Please reproduce the full listing exactly, with nothing added.
Records shown below:
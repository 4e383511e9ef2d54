use crate::event::InputEvent;
use crate::linux::glue;
use std::mem;

pub(crate) const RAW_EVENT_SIZE: usize = mem::size_of::<glue::input_event>();

impl InputEvent {
    pub(crate) fn to_raw(&self) -> glue::input_event {
        glue::input_event {
            time: glue::timeval {
                tv_sec: self.sec as _,
                tv_usec: self.usec as _,
            },
            type_: self.type_,
            code: self.code,
            value: self.value,
        }
    }

    pub(crate) fn from_raw(raw: glue::input_event) -> Self {
        InputEvent {
            sec: raw.time.tv_sec as _,
            usec: raw.time.tv_usec as _,
            type_: raw.type_,
            code: raw.code,
            value: raw.value,
        }
    }
}

/// Splits a buffer filled by `read(2)` into records. A trailing partial record
/// is dropped; the kernel only ever hands out whole ones.
pub(crate) fn parse_raw(bytes: &[u8]) -> impl Iterator<Item = InputEvent> + '_ {
    bytes
        .chunks_exact(RAW_EVENT_SIZE)
        .map(|chunk| InputEvent::from_raw(bytemuck::pod_read_unaligned(chunk)))
}

#[cfg(test)]
mod tests {
    use super::*;
    use crate::event::{EV_KEY, EV_SYN};

    #[test]
    fn raw_round_trip_keeps_timestamps() {
        let event = InputEvent {
            sec: 1_700_000_000,
            usec: 999_999,
            type_: EV_KEY,
            code: 30,
            value: 1,
        };

        assert_eq!(InputEvent::from_raw(event.to_raw()), event);
    }

    #[test]
    fn parses_whole_records_only() {
        let records = [
            InputEvent::new(EV_KEY, 30, 1).to_raw(),
            InputEvent::new(EV_SYN, 0, 0).to_raw(),
        ];
        let mut bytes = bytemuck::cast_slice::<_, u8>(&records).to_vec();
        bytes.extend_from_slice(&[0xff; 5]);

        let events: Vec<_> = parse_raw(&bytes).collect();
        assert_eq!(events, vec![InputEvent::new(EV_KEY, 30, 1), InputEvent::sync()]);
    }
}
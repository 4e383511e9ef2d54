use crate::bits::BitSet;
use crate::error::Error;
use crate::event::{self, AxisInfo, Capabilities, Capability, DeviceDescriptor, Properties};
use crate::linux::glue;
use libc::c_int;
use std::fs::{File, OpenOptions};
use std::io;
use std::os::unix::io::{AsRawFd, RawFd};
use std::path::Path;

type StringQuery = unsafe fn(RawFd, &mut [u8]) -> nix::Result<c_int>;

pub(crate) fn open(path: &Path) -> Result<File, Error> {
    OpenOptions::new()
        .read(true)
        .write(true)
        .open(path)
        .map_err(|source| Error::DeviceAccess {
            path: path.to_owned(),
            source,
        })
}

/// Describes the device behind an event node: identity, properties, and every
/// event type and code it reports, with calibration for absolute axes.
pub fn probe(path: &Path) -> Result<DeviceDescriptor, Error> {
    let file = open(path)?;
    probe_file(&file, path)
}

pub(crate) fn probe_file(file: &File, path: &Path) -> Result<DeviceDescriptor, Error> {
    let fd = file.as_raw_fd();

    let mut id = glue::input_id::default();
    if let Err(err) = unsafe { glue::eviocgid(fd, &mut id) } {
        log::warn!("{}: EVIOCGID failed: {}", path.display(), err);
        id = glue::input_id::default();
    }

    let name = query_string(fd, glue::eviocgname).unwrap_or_else(|err| {
        log::warn!("{}: EVIOCGNAME failed: {}", path.display(), err);
        String::new()
    });

    // Not every device has a physical topology or a unique id.
    let phys = query_string(fd, glue::eviocgphys).unwrap_or_else(|err| {
        log::debug!("{}: no physical path: {}", path.display(), err);
        String::new()
    });
    let unique = query_string(fd, glue::eviocguniq).unwrap_or_else(|err| {
        log::debug!("{}: no unique id: {}", path.display(), err);
        String::new()
    });

    let mut properties = Properties::new();
    if let Err(err) = unsafe { glue::eviocgprop(fd, properties.as_mut_bytes()) } {
        log::warn!("{}: EVIOCGPROP failed: {}", path.display(), err);
        properties = Properties::new();
    }

    let capabilities = probe_capabilities(fd, path)?;

    log::info!("{}: found {:?}", path.display(), name);
    for type_ in capabilities.types() {
        log::info!("{}: supports {}", path.display(), event::type_name(type_));
    }

    Ok(DeviceDescriptor {
        bustype: id.bustype,
        vendor: id.vendor,
        product: id.product,
        version: id.version,
        name,
        phys,
        unique,
        properties,
        capabilities,
    })
}

/// Reads only the device name, for listings.
pub(crate) fn probe_name(file: &File) -> io::Result<String> {
    query_string(file.as_raw_fd(), glue::eviocgname)
}

pub(crate) fn probe_phys(file: &File) -> io::Result<String> {
    query_string(file.as_raw_fd(), glue::eviocgphys)
}

fn query_string(fd: RawFd, query: StringQuery) -> io::Result<String> {
    let mut buf = [0u8; glue::MAX_NAME_SIZE];
    unsafe { query(fd, &mut buf) }?;
    Ok(glue::c_buf_to_string(&buf))
}

/// Two passes: the event type bitmask first, then the code bitmask of every
/// type found, in ascending order.
fn probe_capabilities(fd: RawFd, path: &Path) -> Result<Capabilities, Error> {
    let mut types = BitSet::<{ event::EV_CNT / 8 }>::new();
    unsafe { glue::eviocgbit(fd, 0, types.as_mut_bytes()) }.map_err(|err| {
        Error::CapabilityQuery {
            path: path.to_owned(),
            query: "EVIOCGBIT",
            source: err.into(),
        }
    })?;

    let mut capabilities = Capabilities::new();
    for type_ in types.ones() {
        let type_ = type_ as u16;

        let mut codes = BitSet::<{ glue::CODE_BITS_SIZE }>::new();
        if let Err(err) = unsafe { glue::eviocgbit(fd, type_, codes.as_mut_bytes()) } {
            log::warn!(
                "{}: cannot enumerate codes of {}: {}",
                path.display(),
                event::type_name(type_),
                err
            );
            continue;
        }

        capabilities.declare(type_);
        for code in codes.ones() {
            let code = code as u16;
            let capability = if type_ == event::EV_ABS {
                Capability::Axis {
                    code,
                    info: probe_axis(fd, code, path),
                }
            } else {
                Capability::Code(code)
            };

            capabilities.insert(type_, capability);
        }
    }

    Ok(capabilities)
}

fn probe_axis(fd: RawFd, code: u16, path: &Path) -> AxisInfo {
    let mut raw = glue::input_absinfo::default();
    if let Err(err) = unsafe { glue::eviocgabs(fd, code, &mut raw) } {
        log::warn!("{}: EVIOCGABS({:#x}) failed: {}", path.display(), code, err);
        return AxisInfo::default();
    }

    AxisInfo {
        value: raw.value,
        minimum: raw.minimum,
        maximum: raw.maximum,
        fuzz: raw.fuzz,
        flat: raw.flat,
        resolution: raw.resolution,
    }
}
End of Records shown.
• [Solution for this problem]:
repository 4e383511e9ef2d54
use crate::event::InputEvent;
use crate::linux::glue;
use std::mem;

pub(crate) const RAW_EVENT_SIZE: usize = mem::size_of::<glue::input_event>();

impl InputEvent {
    pub(crate) fn to_raw(&self) -> glue::input_event {
        glue::input_event {
            time: glue::timeval {
                tv_sec: self.sec as _,
                tv_usec: self.usec as _,
            },
            type_: self.type_,
            code: self.code,
            value: self.value,
        }
    }

    pub(crate) fn from_raw(raw: glue::input_event) -> Self {
        InputEvent {
            sec: raw.time.tv_sec as _,
            usec: raw.time.tv_usec as _,
            type_: raw.type_,
            code: raw.code,
            value: raw.value,
        }
    }
}

/// Splits a buffer filled by `read(2)` into records. A trailing partial record
/// is dropped; the kernel only ever hands out whole ones.
pub(crate) fn parse_raw(bytes: &[u8]) -> impl Iterator<Item = InputEvent> + '_ {
    bytes
        .chunks_exact(RAW_EVENT_SIZE)
        .map(|chunk| InputEvent::from_raw(bytemuck::pod_read_unaligned(chunk)))
}

#[cfg(test)]
mod tests {
    use super::*;
    use crate::event::{EV_KEY, EV_SYN};

    #[test]
    fn raw_round_trip_keeps_timestamps() {
        let event = InputEvent {
            sec: 1_700_000_000,
            usec: 999_999,
            type_: EV_KEY,
            code: 30,
            value: 1,
        };

        assert_eq!(InputEvent::from_raw(event.to_raw()), event);
    }

    #[test]
    fn parses_whole_records_only() {
        let records = [
            InputEvent::new(EV_KEY, 30, 1).to_raw(),
            InputEvent::new(EV_SYN, 0, 0).to_raw(),
        ];
        let mut bytes = bytemuck::cast_slice::<_, u8>(&records).to_vec();
        bytes.extend_from_slice(&[0xff; 5]);

        let events: Vec<_> = parse_raw(&bytes).collect();
        assert_eq!(events, vec![InputEvent::new(EV_KEY, 30, 1), InputEvent::sync()]);
    }
}
repository 4e383511e9ef2d54
use crate::bits::BitSet;
use crate::error::Error;
use crate::event::{self, AxisInfo, Capabilities, Capability, DeviceDescriptor, Properties};
use crate::linux::glue;
use libc::c_int;
use std::fs::{File, OpenOptions};
use std::io;
use std::os::unix::io::{AsRawFd, RawFd};
use std::path::Path;

type StringQuery = unsafe fn(RawFd, &mut [u8]) -> nix::Result<c_int>;

pub(crate) fn open(path: &Path) -> Result<File, Error> {
    OpenOptions::new()
        .read(true)
        .write(true)
        .open(path)
        .map_err(|source| Error::DeviceAccess {
            path: path.to_owned(),
            source,
        })
}

/// Describes the device behind an event node: identity, properties, and every
/// event type and code it reports, with calibration for absolute axes.
pub fn probe(path: &Path) -> Result<DeviceDescriptor, Error> {
    let file = open(path)?;
    probe_file(&file, path)
}

pub(crate) fn probe_file(file: &File, path: &Path) -> Result<DeviceDescriptor, Error> {
    let fd = file.as_raw_fd();

    let mut id = glue::input_id::default();
    if let Err(err) = unsafe { glue::eviocgid(fd, &mut id) } {
        log::warn!("{}: EVIOCGID failed: {}", path.display(), err);
        id = glue::input_id::default();
    }

    let name = query_string(fd, glue::eviocgname).unwrap_or_else(|err| {
        log::warn!("{}: EVIOCGNAME failed: {}", path.display(), err);
        String::new()
    });

    // Not every device has a physical topology or a unique id.
    let phys = query_string(fd, glue::eviocgphys).unwrap_or_else(|err| {
        log::debug!("{}: no physical path: {}", path.display(), err);
        String::new()
    });
    let unique = query_string(fd, glue::eviocguniq).unwrap_or_else(|err| {
        log::debug!("{}: no unique id: {}", path.display(), err);
        String::new()
    });

    let mut properties = Properties::new();
    if let Err(err) = unsafe { glue::eviocgprop(fd, properties.as_mut_bytes()) } {
        log::warn!("{}: EVIOCGPROP failed: {}", path.display(), err);
        properties = Properties::new();
    }

    let capabilities = probe_capabilities(fd, path)?;

    log::info!("{}: found {:?}", path.display(), name);
    for type_ in capabilities.types() {
        log::info!("{}: supports {}", path.display(), event::type_name(type_));
    }

    Ok(DeviceDescriptor {
        bustype: id.bustype,
        vendor: id.vendor,
        product: id.product,
        version: id.version,
        name,
        phys,
        unique,
        properties,
        capabilities,
    })
}

/// Reads only the device name, for listings.
pub(crate) fn probe_name(file: &File) -> io::Result<String> {
    query_string(file.as_raw_fd(), glue::eviocgname)
}

pub(crate) fn probe_phys(file: &File) -> io::Result<String> {
    query_string(file.as_raw_fd(), glue::eviocgphys)
}

fn query_string(fd: RawFd, query: StringQuery) -> io::Result<String> {
    let mut buf = [0u8; glue::MAX_NAME_SIZE];
    unsafe { query(fd, &mut buf) }?;
    Ok(glue::c_buf_to_string(&buf))
}

/// Two passes: the event type bitmask first, then the code bitmask of every
/// type found, in ascending order.
fn probe_capabilities(fd: RawFd, path: &Path) -> Result<Capabilities, Error> {
    let mut types = BitSet::<{ event::EV_CNT / 8 }>::new();
    unsafe { glue::eviocgbit(fd, 0, types.as_mut_bytes()) }.map_err(|err| {
        Error::CapabilityQuery {
            path: path.to_owned(),
            query: "EVIOCGBIT",
            source: err.into(),
        }
    })?;

    let mut capabilities = Capabilities::new();
    for type_ in types.ones() {
        let type_ = type_ as u16;

        let mut codes = BitSet::<{ glue::CODE_BITS_SIZE }>::new();
        if let Err(err) = unsafe { glue::eviocgbit(fd, type_, codes.as_mut_bytes()) } {
            log::warn!(
                "{}: cannot enumerate codes of {}: {}",
                path.display(),
                event::type_name(type_),
                err
            );
            continue;
        }

        capabilities.declare(type_);
        for code in codes.ones() {
            let code = code as u16;
            let capability = if type_ == event::EV_ABS {
                Capability::Axis {
                    code,
                    info: probe_axis(fd, code, path),
                }
            } else {
                Capability::Code(code)
            };

            capabilities.insert(type_, capability);
        }
    }

    Ok(capabilities)
}

fn probe_axis(fd: RawFd, code: u16, path: &Path) -> AxisInfo {
    let mut raw = glue::input_absinfo::default();
    if let Err(err) = unsafe { glue::eviocgabs(fd, code, &mut raw) } {
        log::warn!("{}: EVIOCGABS({:#x}) failed: {}", path.display(), code, err);
        return AxisInfo::default();
    }

    AxisInfo {
        value: raw.value,
        minimum: raw.minimum,
        maximum: raw.maximum,
        fuzz: raw.fuzz,
        flat: raw.flat,
        resolution: raw.resolution,
    }
}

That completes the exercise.